Publicly funded clinics under Title X of the Public Health Service Act, the only federal program devoted solely to the provision of family planning and reproductive healthcare, are under a special duty to dispense EC. According to the federal Office of Population Affairs, 4.5 million women receive family planning services each year at 4600 clinics, including access to EC. "Emergency contraceptives are to be available in all publicly funded clinics," says Cris Rodriguez, Regional Consultant for Title X, US Department of Health and Human Services (Region IV), "but exceptions for individuals unwilling to dispense EC are permissible.
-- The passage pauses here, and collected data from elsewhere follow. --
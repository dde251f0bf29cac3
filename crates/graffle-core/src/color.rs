//! Color handling for OmniGraffle documents.
//!
//! OmniGraffle stores colors as normalized `r`, `g`, `b` (and `a`) channel
//! intensities in the `[0, 1]` range. This module provides the [`Color`] type
//! which wraps an opaque sRGB color from the color crate and encodes it the
//! way SVG style declarations expect.
//!
//! # Encoding
//!
//! Each channel is encoded as a two-digit lowercase hexadecimal byte computed
//! as `round(min(channel * 256, 255))`. The multiplier is 256, not 255, so
//! `0.5` maps to `0x80`:
//!
//! ```
//! # use graffle_core::color::Color;
//! let color = Color::new(1.0, 0.0, 0.5);
//! assert_eq!(color.to_hex(), "ff0080");
//! ```

use std::fmt;

use color::{OpaqueColor, Srgb};

/// An opaque RGB color. Alpha is not carried: OmniGraffle's alpha channel is
/// ignored when rendering.
#[derive(Clone, Copy, Debug)]
pub struct Color {
    color: OpaqueColor<Srgb>,
}

impl Color {
    /// Creates a color from normalized channel intensities.
    pub fn new(red: f32, green: f32, blue: f32) -> Self {
        Self {
            color: OpaqueColor::new([red, green, blue]),
        }
    }

    /// Creates a grayscale color from a single white intensity.
    pub fn gray(white: f32) -> Self {
        Self::new(white, white, white)
    }

    /// Returns black, the fallback color for strokes and text.
    pub fn black() -> Self {
        Self::new(0.0, 0.0, 0.0)
    }

    /// Returns the red channel intensity.
    pub fn red(self) -> f32 {
        self.color.components[0]
    }

    /// Returns the green channel intensity.
    pub fn green(self) -> f32 {
        self.color.components[1]
    }

    /// Returns the blue channel intensity.
    pub fn blue(self) -> f32 {
        self.color.components[2]
    }

    /// Encodes the color as six lowercase hex digits without a leading `#`.
    ///
    /// # Examples
    ///
    /// ```
    /// # use graffle_core::color::Color;
    /// assert_eq!(Color::black().to_hex(), "000000");
    /// assert_eq!(Color::gray(1.0).to_hex(), "ffffff");
    /// ```
    pub fn to_hex(self) -> String {
        format!(
            "{:02x}{:02x}{:02x}",
            channel_to_byte(self.red()),
            channel_to_byte(self.green()),
            channel_to_byte(self.blue())
        )
    }
}

impl PartialEq for Color {
    fn eq(&self, other: &Self) -> bool {
        self.color.components == other.color.components
    }
}

impl Default for Color {
    fn default() -> Self {
        Self::black()
    }
}

impl fmt::Display for Color {
    fn fmt(&self, f: &mut fmt::Formatter<'_>) -> fmt::Result {
        write!(f, "#{}", self.to_hex())
    }
}

/// Scales a normalized channel by 256, clamps it to a byte and rounds.
fn channel_to_byte(channel: f32) -> u8 {
    // NaN saturates to 0 through the `as` cast.
    (channel * 256.0).clamp(0.0, 255.0).round() as u8
}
The grantee must be in compliance with Title X, not an individual practitioner" (personal communication, February 19, 2003; crodriguez@osophs.dhhs.gov).

Legal action addressing practitioners interjecting personal beliefs into their duty to dispense EC was at play in a recent California case[3] in which a Riverside County nurse was fired for telling other nurses that they would be "required to perform an abortion" if they made EC available to women at the publicly funded clinic. A jury sitting in the United States District Court ruled in favor of the nurse and awarded her $46,292 in back pay and damages. Although the nurse was considered an employee at-will and the clinic was required to make EC available, the court held that an employer has no power to terminate an employee for a reason contrary to public policy, such as exercising one's free speech.
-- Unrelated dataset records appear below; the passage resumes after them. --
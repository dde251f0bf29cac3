//! Rendering of a [`Document`] page to SVG.
//!
//! # Overview
//!
//! - `walker` - Depth-first traversal of the graphics tree
//! - [`style`] - Style overrides, colors and fonts
//! - [`shape`] - Geometry for each shape kind
//! - [`defs`] - Shared marker and filter definitions
//! - [`emitter`] - SVG output tree construction
//!
//! All mutable state of one conversion lives in a single `Renderer` that is
//! threaded through the walk by `&mut`.

pub mod defs;
pub mod emitter;
pub mod shape;
pub mod style;

mod walker;

use log::{debug, info, warn};

use graffle_core::{geometry::Bounds, style::StyleCascade};

use crate::{
    config::AppConfig,
    diagnostic::Diagnostic,
    document::{Background, Document},
    error::GraffleError,
    graphic::GraphicNode,
};

use defs::DefinitionRegistry;
use emitter::Emitter;
use shape::Primitive;

/// The SVG produced for one page, with the diagnostics found on the way.
#[derive(Debug, Clone)]
pub struct Conversion {
    svg: String,
    diagnostics: Vec<Diagnostic>,
}

impl Conversion {
    /// The serialized SVG document.
    pub fn svg(&self) -> &str {
        &self.svg
    }

    /// Non-fatal problems, in walk order.
    pub fn diagnostics(&self) -> &[Diagnostic] {
        &self.diagnostics
    }

    /// Splits the conversion into its SVG text and diagnostics.
    pub fn into_parts(self) -> (String, Vec<Diagnostic>) {
        (self.svg, self.diagnostics)
    }
}

struct Renderer<'a> {
    config: &'a AppConfig,
    images: &'a [String],
    cascade: StyleCascade,
    registry: DefinitionRegistry,
    emitter: Emitter,
    diagnostics: Vec<Diagnostic>,
}

impl<'a> Renderer<'a> {
    fn new(config: &'a AppConfig, images: &'a [String]) -> Self {
        let cascade = StyleCascade::new(config.style().fill(), config.style().stroke());
        let emitter = Emitter::new(&cascade.to_style_string());
        Self {
            config,
            images,
            cascade,
            registry: DefinitionRegistry::new(),
            emitter,
            diagnostics: Vec::new(),
        }
    }

    fn report(&mut self, diagnostic: Diagnostic) {
        warn!(kind:% = diagnostic.kind(), message = diagnostic.message(); "Rendering diagnostic");
        self.diagnostics.push(diagnostic);
    }

    fn draw_background(&mut self, background: Background<'_>) -> Result<(), GraffleError> {
        match background {
            Background::Graphic(graphic) => {
                debug!("Drawing background graphic");
                self.visit(GraphicNode::new(graphic), 1)
            }
            Background::Canvas { origin, size } => {
                debug!(origin:?, size:?; "Drawing legacy canvas background");
                let (width, height) = size;
                let rect = Primitive::Rect {
                    bounds: Bounds::new(origin.x(), origin.y(), width, height),
                    corner_radius: None,
                    rotation: None,
                };
                self.emitter.draw(&rect, &self.cascade.to_style_string());
                Ok(())
            }
            Background::None => {
                debug!("Page has no background");
                Ok(())
            }
        }
    }

    fn finish(self) -> Conversion {
        let defs = self.registry.materialize();
        Conversion {
            svg: self.emitter.finish(defs),
            diagnostics: self.diagnostics,
        }
    }
}

/// Renders the selected page of `document`.
///
/// # Errors
///
/// Returns [`GraffleError::RecursionLimitExceeded`] when groups nest deeper
/// than the configured maximum.
pub fn render_document(
    document: &Document,
    config: &AppConfig,
) -> Result<Conversion, GraffleError> {
    info!(
        page = document.page_index(),
        graphics = document.graphics().len();
        "Rendering page"
    );

    let mut renderer = Renderer::new(config, document.images());
    renderer.draw_background(document.background())?;
    renderer.walk(document.graphics(), 1)?;

    debug_assert_eq!(renderer.cascade.depth(), 1);
    debug_assert_eq!(renderer.emitter.depth(), 0);

    let conversion = renderer.finish();
    info!(diagnostics = conversion.diagnostics().len(); "Page rendered");
    Ok(conversion)
}
//! The typed property-list value tree.

use indexmap::IndexMap;

/// A property-list mapping. Keys keep document order.
pub type Dict = IndexMap<String, Value>;

/// A decoded property-list value.
///
/// `<date>` and `<data>` elements are kept as their raw text in
/// [`Value::String`]; nothing downstream interprets them.
#[derive(Debug, Clone, PartialEq)]
pub enum Value {
    Dict(Dict),
    Array(Vec<Value>),
    String(String),
    Real(f64),
    Integer(i64),
    Bool(bool),
}

impl Value {
    /// Looks up `key` when this value is a mapping.
    pub fn get(&self, key: &str) -> Option<&Value> {
        self.as_dict().and_then(|dict| dict.get(key))
    }

    pub fn as_dict(&self) -> Option<&Dict> {
        match self {
            Value::Dict(dict) => Some(dict),
            _ => None,
        }
    }

    pub fn as_array(&self) -> Option<&[Value]> {
        match self {
            Value::Array(items) => Some(items),
            _ => None,
        }
    }

    pub fn as_str(&self) -> Option<&str> {
        match self {
            Value::String(s) => Some(s),
            _ => None,
        }
    }

    pub fn as_bool(&self) -> Option<bool> {
        match self {
            Value::Bool(b) => Some(*b),
            _ => None,
        }
    }

    /// Returns a number from a real, an integer, or a numeric string.
    ///
    /// OmniGraffle is inconsistent about numeric storage: colors and shape
    /// parameters are often written as `<string>0.5</string>`.
    pub fn as_f64(&self) -> Option<f64> {
        match self {
            Value::Real(r) => Some(*r),
            Value::Integer(i) => Some(*i as f64),
            Value::String(s) => s.trim().parse().ok(),
            _ => None,
        }
    }

    /// Same as [`Value::as_f64`], narrowed to the geometry precision.
    pub fn as_f32(&self) -> Option<f32> {
        self.as_f64().map(|v| v as f32)
    }

    /// Returns an integer from an integer, an integral real, or a numeric string.
    pub fn as_i64(&self) -> Option<i64> {
        match self {
            Value::Integer(i) => Some(*i),
            Value::Real(r) if r.fract() == 0.0 => Some(*r as i64),
            Value::String(s) => s.trim().parse().ok(),
            _ => None,
        }
    }

    /// Name of the value kind, for log and diagnostic messages.
    pub fn kind_name(&self) -> &'static str {
        match self {
            Value::Dict(_) => "dict",
            Value::Array(_) => "array",
            Value::String(_) => "string",
            Value::Real(_) => "real",
            Value::Integer(_) => "integer",
            Value::Bool(_) => "bool",
        }
    }
}

impl From<&str> for Value {
    fn from(s: &str) -> Self {
        Value::String(s.to_string())
    }
}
In a similar situation, the Louisiana Department of Health and Hospitals backed off on terminating a public health nurse who refused to dispense EC on religious grounds after the American Center for Law and Justice filed complaints with the US Equal Employment Opportunity Commission and the Louisiana Commission on Human Rights on her behalf.[4]

Physicians could be personally liable for failure to dispense if the standard of care favors providing information about EC and making it available upon request. "If you are not going to provide EC to patients, you need to refer them elsewhere because to do otherwise is outside the standard of care," says Hooton. Increasingly, this position is strengthened due to the trends in state legislation and the widely held medical opinion that EC effectively prevents a pregnancy.

On the federal legislative level, 5 bills relating to EC were introduced in the last Congress, and similar ones are expected in the upcoming one. "We prefer bills that educate the public and professionals about ECP [emergency contraceptive pills] in general over ones that are limited to rape victims because they establish its use as the standard of care for all women. Our basic premise is that the use of ECP should be standardized and that women should have a prescription for ECP on hand, or preferably, a dose available on their medicine shelf," says Julia Ernst, Washington representative for the Center for Reproductive Rights (personal communication, January 28, 2003; Jernst@reprorights.org).

State and federal legislation may soon be a moot point: the FDA is currently considering a petition to make EC pills available over the counter. Until then, availability of EC raises questions of liability for failure to dispense. As in any medical malpractice case, the overarching question is whether a duty of care existed, and if so, was it breached. With regard to EC, the duty will either rest with the facility such as a publicly funded clinic that is required to make EC available upon request (while allowing for variations in individual participation) or a hospital (under state law), or it will rest on the individual practitioner as the standard of care moves toward one of routine use and the awareness of its availability increases.